Dataset items:

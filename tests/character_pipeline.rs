//! Character descriptions loaded from disk, bound and driven by decoded audio.

use std::io::Cursor;
use std::time::Duration;
use visync::audio::decode::{AudioDecoder, MediaDecoder};
use visync::avatar::Avatar;
use visync::avatar::animation::{AnimationState, ArmsDownCorrector, Motion};
use visync::avatar::binder::{BindingStatus, MatchKind, MorphBinder};
use visync::avatar::character::Character;
use visync::config::Config;
use visync::lipsync::LipsyncAnalyzer;
use visync::lipsync::viseme::Viseme;

/// An ARKit-style export: no `viseme_*` channels, T-posed arms.
const EXPORTED: &str = r#"{
    "name": "kiosk",
    "meshes": [
        {
            "name": "Wolf3D_Head",
            "channels": [
                "mouthClose", "mouthPucker", "mouthFunnel", "mouthLowerDown",
                "jawOpen", "mouthUpperUp", "mouthFrown", "mouthRoll",
                "mouthSmile", "eyeBlinkLeft", "eyeBlinkRight"
            ]
        }
    ],
    "bones": [
        { "name": "Hips" },
        { "name": "LeftShoulder" },
        { "name": "LeftArm" },
        { "name": "LeftForeArm" },
        { "name": "LeftHand" },
        { "name": "LeftHandThumb1" },
        { "name": "RightShoulder" },
        { "name": "RightArm" },
        { "name": "RightForeArm" },
        { "name": "RightHand" }
    ],
    "clips": { "idle": "Idle" }
}"#;

fn load_exported() -> Character {
    let dir = tempfile::tempdir().unwrap();
    let path = dir.path().join("kiosk.json");
    std::fs::write(&path, EXPORTED).unwrap();
    Character::load(&path).unwrap()
}

fn tone_wav(seconds: f64, rate: u32) -> Vec<u8> {
    let spec = hound::WavSpec {
        channels: 2,
        sample_rate: rate,
        bits_per_sample: 16,
        sample_format: hound::SampleFormat::Int,
    };
    let mut cursor = Cursor::new(Vec::new());
    {
        let mut writer = hound::WavWriter::new(&mut cursor, spec).unwrap();
        let frames = (seconds * f64::from(rate)).round() as usize;
        for i in 0..frames {
            let t = i as f64 / f64::from(rate);
            let value: f64 = (1..=30)
                .map(|h| (2.0 * std::f64::consts::PI * 150.0 * f64::from(h) * t).sin())
                .sum::<f64>()
                * 0.03;
            let sample = (value * f64::from(i16::MAX)) as i16;
            writer.write_sample(sample).unwrap();
            writer.write_sample(sample).unwrap();
        }
        writer.finalize().unwrap();
    }
    cursor.into_inner()
}

#[test]
fn test_exported_character_binds_by_candidate_names() {
    let character = load_exported();
    let binding = MorphBinder::new().bind(&character);

    assert_eq!(binding.bound_count(), Viseme::COUNT);
    assert_eq!(binding.status(), BindingStatus::Complete);
    let aa = binding.target(Viseme::Aa).unwrap();
    assert_eq!(aa.name, "jawOpen");
    assert_eq!(aa.kind, MatchKind::Exact);
    assert_eq!(binding.target(Viseme::Sil).unwrap().name, "mouthClose");
    assert!(binding.can_blink());
    assert_eq!(binding.jaw.as_ref().map(|t| t.name.as_str()), Some("jawOpen"));
}

#[test]
fn test_loading_lowers_t_posed_arms() {
    let config = Config::default();
    let avatar = Avatar::load(
        load_exported(),
        &config.lipsync,
        &config.animation,
        &ArmsDownCorrector,
    );
    let character = avatar.character();

    assert_eq!(character.bone("LeftArm").unwrap().rotation, [0.3, 0.0, -1.0]);
    assert_eq!(character.bone("RightArm").unwrap().rotation, [0.3, 0.0, 1.0]);
    assert_eq!(character.bone("LeftForeArm").unwrap().rotation, [-0.4, 0.0, 0.0]);
    assert_eq!(character.bone("RightHand").unwrap().rotation, [-0.3, 0.0, 0.0]);
    // Fingers and the hips keep their authored pose
    assert_eq!(character.bone("LeftHandThumb1").unwrap().rotation, [0.0; 3]);
    assert_eq!(character.bone("Hips").unwrap().rotation, [0.0; 3]);

    assert_eq!(avatar.state(), AnimationState::Idle);
    assert_eq!(
        avatar.animation().active_motion(),
        &Motion::Clip("Idle".to_string())
    );
}

#[test]
fn test_state_changes_fall_back_to_idle_clip() {
    let config = Config::default();
    let mut avatar = Avatar::load(
        load_exported(),
        &config.lipsync,
        &config.animation,
        &ArmsDownCorrector,
    );

    assert!(avatar.set_state(AnimationState::Talking));
    assert!(!avatar.set_state(AnimationState::Talking));
    assert_eq!(
        avatar.animation().active_motion(),
        &Motion::Clip("Idle".to_string())
    );
    assert_eq!(avatar.animation().fades_started(), 1);
}

#[test]
fn test_decoded_stereo_wav_drives_the_mouth() {
    let bytes = tone_wav(0.6, 44_100);
    let decoder = MediaDecoder::new();
    assert_eq!(decoder.probe(&bytes).unwrap(), Duration::from_millis(600));
    let audio = decoder.decode(&bytes).unwrap();
    assert_eq!(audio.sample_rate(), 44_100);
    assert_eq!(audio.duration(), Duration::from_millis(600));

    let config = Config::default();
    let mut analyzer = LipsyncAnalyzer::new(&config.analysis, &config.lipsync).unwrap();
    let mut avatar = Avatar::load(
        load_exported(),
        &config.lipsync,
        &config.animation,
        &ArmsDownCorrector,
    );

    let track = analyzer.analyze_track(&audio, Duration::from_millis(20));
    assert_eq!(track.len(), 30);
    let voiced = track
        .iter()
        .find(|s| s.classification.viseme != Viseme::Sil && s.classification.intensity > 0.05)
        .expect("voiced tick");
    avatar.apply(voiced.classification);
    assert!(!avatar.is_at_rest());

    avatar.zero_morphs();
    assert!(avatar.is_at_rest());
}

> [Work item]: In the entries above, find the line with "use std::io::Cursor;" and the line with "let mut writer", then set down exactly those two and every line between them, nothing else.

> [Exercise solution]:
use std::io::Cursor;
use std::time::Duration;
use visync::audio::decode::{AudioDecoder, MediaDecoder};
use visync::avatar::Avatar;
use visync::avatar::animation::{AnimationState, ArmsDownCorrector, Motion};
use visync::avatar::binder::{BindingStatus, MatchKind, MorphBinder};
use visync::avatar::character::Character;
use visync::config::Config;
use visync::lipsync::LipsyncAnalyzer;
use visync::lipsync::viseme::Viseme;

/// An ARKit-style export: no `viseme_*` channels, T-posed arms.
const EXPORTED: &str = r#"{
    "name": "kiosk",
    "meshes": [
        {
            "name": "Wolf3D_Head",
            "channels": [
                "mouthClose", "mouthPucker", "mouthFunnel", "mouthLowerDown",
                "jawOpen", "mouthUpperUp", "mouthFrown", "mouthRoll",
                "mouthSmile", "eyeBlinkLeft", "eyeBlinkRight"
            ]
        }
    ],
    "bones": [
        { "name": "Hips" },
        { "name": "LeftShoulder" },
        { "name": "LeftArm" },
        { "name": "LeftForeArm" },
        { "name": "LeftHand" },
        { "name": "LeftHandThumb1" },
        { "name": "RightShoulder" },
        { "name": "RightArm" },
        { "name": "RightForeArm" },
        { "name": "RightHand" }
    ],
    "clips": { "idle": "Idle" }
}"#;

fn load_exported() -> Character {
    let dir = tempfile::tempdir().unwrap();
    let path = dir.path().join("kiosk.json");
    std::fs::write(&path, EXPORTED).unwrap();
    Character::load(&path).unwrap()
}

fn tone_wav(seconds: f64, rate: u32) -> Vec<u8> {
    let spec = hound::WavSpec {
        channels: 2,
        sample_rate: rate,
        bits_per_sample: 16,
        sample_format: hound::SampleFormat::Int,
    };
    let mut cursor = Cursor::new(Vec::new());
    {
        let mut writer = hound::WavWriter::new(&mut cursor, spec).unwrap();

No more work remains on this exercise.